Items from a data source:
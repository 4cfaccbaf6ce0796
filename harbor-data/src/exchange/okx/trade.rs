use super::channel::OkxChannel;
use crate::{
    Identifier,
    event::{MarketEvent, MarketIter},
    exchange::subscription::ExchangeSub,
    subscription::trade::PublicTrade,
};
use chrono::{DateTime, Utc};
use harbor_instrument::{Side, exchange::VenueId};
use harbor_integration::subscription::SubscriptionId;
use serde::{Deserialize, Serialize};

/// [`Okx`](super::Okx) real-time trades message.
///
/// ### Raw Payload Examples
/// See docs: <https://www.okx.com/docs-v5/en/#websocket-api-public-channel-trades-channel>
/// ```json
/// {
///     "arg": {"channel": "trades", "instId": "BTC-USDT"},
///     "data": [
///         {
///             "instId": "BTC-USDT",
///             "tradeId": "130639474",
///             "px": "42219.9",
///             "sz": "0.12060306",
///             "side": "buy",
///             "ts": "1630048897897"
///         }
///     ]
/// }
/// ```
#[derive(Clone, PartialEq, Debug, Deserialize, Serialize)]
pub struct OkxTrades {
    #[serde(deserialize_with = "de_okx_trade_subscription_id", rename = "arg")]
    pub subscription_id: SubscriptionId,
    pub data: Vec<OkxTrade>,
}

/// Single [`Okx`](super::Okx) trade.
#[derive(Clone, PartialEq, Debug, Deserialize, Serialize)]
pub struct OkxTrade {
    #[serde(rename = "tradeId")]
    pub id: String,
    #[serde(rename = "px", deserialize_with = "harbor_integration::de::de_str")]
    pub price: f64,
    #[serde(rename = "sz", deserialize_with = "harbor_integration::de::de_str")]
    pub amount: f64,
    pub side: Side,
    #[serde(
        rename = "ts",
        deserialize_with = "harbor_integration::de::de_str_u64_epoch_ms_as_datetime_utc"
    )]
    pub time: DateTime<Utc>,
}

impl Identifier<Option<SubscriptionId>> for OkxTrades {
    fn id(&self) -> Option<SubscriptionId> {
        Some(self.subscription_id.clone())
    }
}

impl<InstrumentKey> From<(VenueId, InstrumentKey, OkxTrades)>
    for MarketIter<InstrumentKey, PublicTrade>
where
    InstrumentKey: Clone,
{
    fn from((exchange_id, instrument, trades): (VenueId, InstrumentKey, OkxTrades)) -> Self {
        trades
            .data
            .into_iter()
            .map(|trade| {
                Ok(MarketEvent {
                    time_exchange: trade.time,
                    time_received: Utc::now(),
                    exchange: exchange_id,
                    instrument: instrument.clone(),
                    kind: PublicTrade {
                        id: trade.id,
                        price: trade.price,
                        amount: trade.amount,
                        side: trade.side,
                    }
                    .normalise(),
                })
            })
            .collect()
    }
}

/// Deserialize an [`OkxTrades`] "arg" (eg/ {"channel": "trades", "instId": "BTC-USDT"}) as the
/// associated [`SubscriptionId`] (eg/ "trades|BTC-USDT").
pub fn de_okx_trade_subscription_id<'de, D>(deserializer: D) -> Result<SubscriptionId, D::Error>
where
    D: serde::de::Deserializer<'de>,
{
    #[derive(Deserialize)]
    struct Arg {
        #[serde(rename = "instId")]
        inst_id: String,
    }

    Arg::deserialize(deserializer)
        .map(|arg| ExchangeSub::from((OkxChannel::TRADES, arg.inst_id)).id())
}
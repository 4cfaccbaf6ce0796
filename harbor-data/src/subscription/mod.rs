use crate::{
    exchange::Connector,
    instrument::{InstrumentData, MarketInstrument},
};
use derive_more::Display;
use harbor_exchange::kline::{Interval, KlineError};
use harbor_instrument::{MarketKey, exchange::VenueId};
use harbor_integration::{
    Validator, error::SocketError, protocol::websocket::WsMessage, subscription::SubscriptionId,
};
use serde::{Deserialize, Serialize};
use std::{
    borrow::Borrow,
    fmt::{Debug, Display, Formatter},
    hash::Hash,
};

/// OrderBook [`SubscriptionKind`]s and the associated Harbor output data models.
pub mod book;

/// Candle [`SubscriptionKind`] and the associated Harbor output data model.
pub mod candle;

/// Ticker [`SubscriptionKind`] and the associated Harbor output data model.
pub mod ticker;

/// Public trade [`SubscriptionKind`] and the associated Harbor output data model.
pub mod trade;

/// Defines the type of a [`Subscription`], and the output [`Self::Event`] that it yields.
pub trait SubscriptionKind
where
    Self: Debug + Clone,
{
    type Event: Debug;
    fn as_str(&self) -> &'static str;
}

/// Harbor [`Subscription`] used to subscribe to a [`SubscriptionKind`] for a particular venue
/// market.
#[derive(Debug, Clone, Eq, PartialEq, Ord, PartialOrd, Hash, Deserialize, Serialize)]
pub struct Subscription<Exchange = VenueId, Inst = MarketInstrument, Kind = SubKind> {
    pub exchange: Exchange,
    #[serde(flatten)]
    pub instrument: Inst,
    #[serde(alias = "type")]
    pub kind: Kind,
}

/// Runtime-tagged [`SubscriptionKind`], used in configs and roster templates.
#[derive(
    Copy, Clone, Eq, PartialEq, Ord, PartialOrd, Hash, Debug, Deserialize, Serialize, Display,
)]
#[serde(rename_all = "snake_case")]
pub enum SubKind {
    PublicTrades,
    Tickers,
    OrderBooksL2,
    Candles,
}

impl<Exchange, Instrument, Kind> Display for Subscription<Exchange, Instrument, Kind>
where
    Exchange: Display,
    Instrument: Debug,
    Kind: Display,
{
    fn fmt(&self, f: &mut Formatter<'_>) -> std::fmt::Result {
        write!(f, "{}_{}_{:?}", self.exchange, self.kind, self.instrument)
    }
}

impl<Exchange, I, Instrument, Kind> From<(Exchange, I, Kind)>
    for Subscription<Exchange, Instrument, Kind>
where
    I: Into<Instrument>,
{
    fn from((exchange, instrument, kind): (Exchange, I, Kind)) -> Self {
        Self::new(exchange, instrument, kind)
    }
}

impl<Instrument, Exchange, Kind> Subscription<Exchange, Instrument, Kind> {
    /// Constructs a new [`Subscription`] using the provided configuration.
    pub fn new<I>(exchange: Exchange, instrument: I, kind: Kind) -> Self
    where
        I: Into<Instrument>,
    {
        Self {
            exchange,
            instrument: instrument.into(),
            kind,
        }
    }
}

/// A subscription roster template over markets, expanded into a concrete roster per venue.
///
/// Candle templates carry an [`Interval`] that is validated against the venue's supported
/// intervals at expand time.
#[derive(Debug, Clone, Eq, PartialEq, Deserialize, Serialize)]
pub struct SubscriptionTemplate {
    pub kind: SubKind,
    pub interval: Option<Interval>,
    pub levels: Option<usize>,
}

/// Expand roster [`SubscriptionTemplate`]s over the provided markets into concrete
/// [`Subscription`]s, validating any candle intervals against the venue supported set.
pub fn expand_templates(
    venue: VenueId,
    markets: &[MarketKey],
    templates: &[SubscriptionTemplate],
    supported_intervals: &[Interval],
) -> Result<Vec<Subscription<VenueId, MarketInstrument, SubKind>>, KlineError> {
    let mut roster = Vec::with_capacity(markets.len() * templates.len());
    for template in templates {
        if template.kind == SubKind::Candles {
            let interval = template
                .interval
                .ok_or(KlineError::UnknownInterval("missing interval".to_string()))?;
            if !supported_intervals.contains(&interval) {
                return Err(KlineError::UnsupportedInterval(interval));
            }
        }
        for market in markets {
            roster.push(Subscription::new(venue, market.clone(), template.kind));
        }
    }
    Ok(roster)
}

impl<Exchange, Kind> Validator for &Subscription<Exchange, MarketInstrument, Kind>
where
    Exchange: Connector,
{
    fn validate(self) -> Result<Self, SocketError>
    where
        Self: Sized,
    {
        // Validate the venue supports the Subscription AssetClass
        let exchange = Exchange::ID;
        if Exchange::supports_asset(self.instrument.asset()) {
            Ok(self)
        } else {
            Err(SocketError::Unsupported {
                entity: exchange.as_str(),
                item: self.instrument.asset().to_string(),
            })
        }
    }
}

/// Metadata generated from a collection of Harbor [`Subscription`]s, including the venue
/// specific subscription payloads that are sent to the venue.
#[derive(Clone, Eq, PartialEq, Debug)]
pub struct SubscriptionMeta<InstrumentKey> {
    /// `HashMap` containing the mapping between a [`SubscriptionId`] and
    /// it's associated Harbor instrument key.
    pub instrument_map: Map<InstrumentKey>,
    /// Collection of [`WsMessage`]s containing venue specific subscription payloads to be sent.
    pub ws_subscriptions: Vec<WsMessage>,
}

/// New type `HashMap` that maps a [`SubscriptionId`] to some associated type `T`.
///
/// Used by [`ExchangeTransformer`](crate::transformer::ExchangeTransformer)s to identify the
/// Harbor instrument associated with incoming venue messages.
#[derive(Clone, Eq, PartialEq, Debug, Deserialize, Serialize)]
pub struct Map<T>(pub fnv::FnvHashMap<SubscriptionId, T>);

impl<T> FromIterator<(SubscriptionId, T)> for Map<T> {
    fn from_iter<Iter>(iter: Iter) -> Self
    where
        Iter: IntoIterator<Item = (SubscriptionId, T)>,
    {
        Self(iter.into_iter().collect())
    }
}

impl<T> Map<T> {
    /// Find the `T` associated with the provided [`SubscriptionId`].
    pub fn find<SubId>(&self, id: &SubId) -> Result<&T, SocketError>
    where
        SubscriptionId: Borrow<SubId>,
        SubId: AsRef<str> + Hash + Eq + ?Sized,
    {
        self.0
            .get(id)
            .ok_or_else(|| SocketError::Unidentifiable(SubscriptionId::from(id.as_ref())))
    }

    /// Find the mutable reference to `T` associated with the provided [`SubscriptionId`].
    pub fn find_mut<SubId>(&mut self, id: &SubId) -> Result<&mut T, SocketError>
    where
        SubscriptionId: Borrow<SubId>,
        SubId: AsRef<str> + Hash + Eq + ?Sized,
    {
        self.0
            .get_mut(id)
            .ok_or_else(|| SocketError::Unidentifiable(SubscriptionId::from(id.as_ref())))
    }
}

Work instruction: Every line in the data that includes the word "PartialOrd" should be counted, and only the resulting number given.

Finished exercise: 2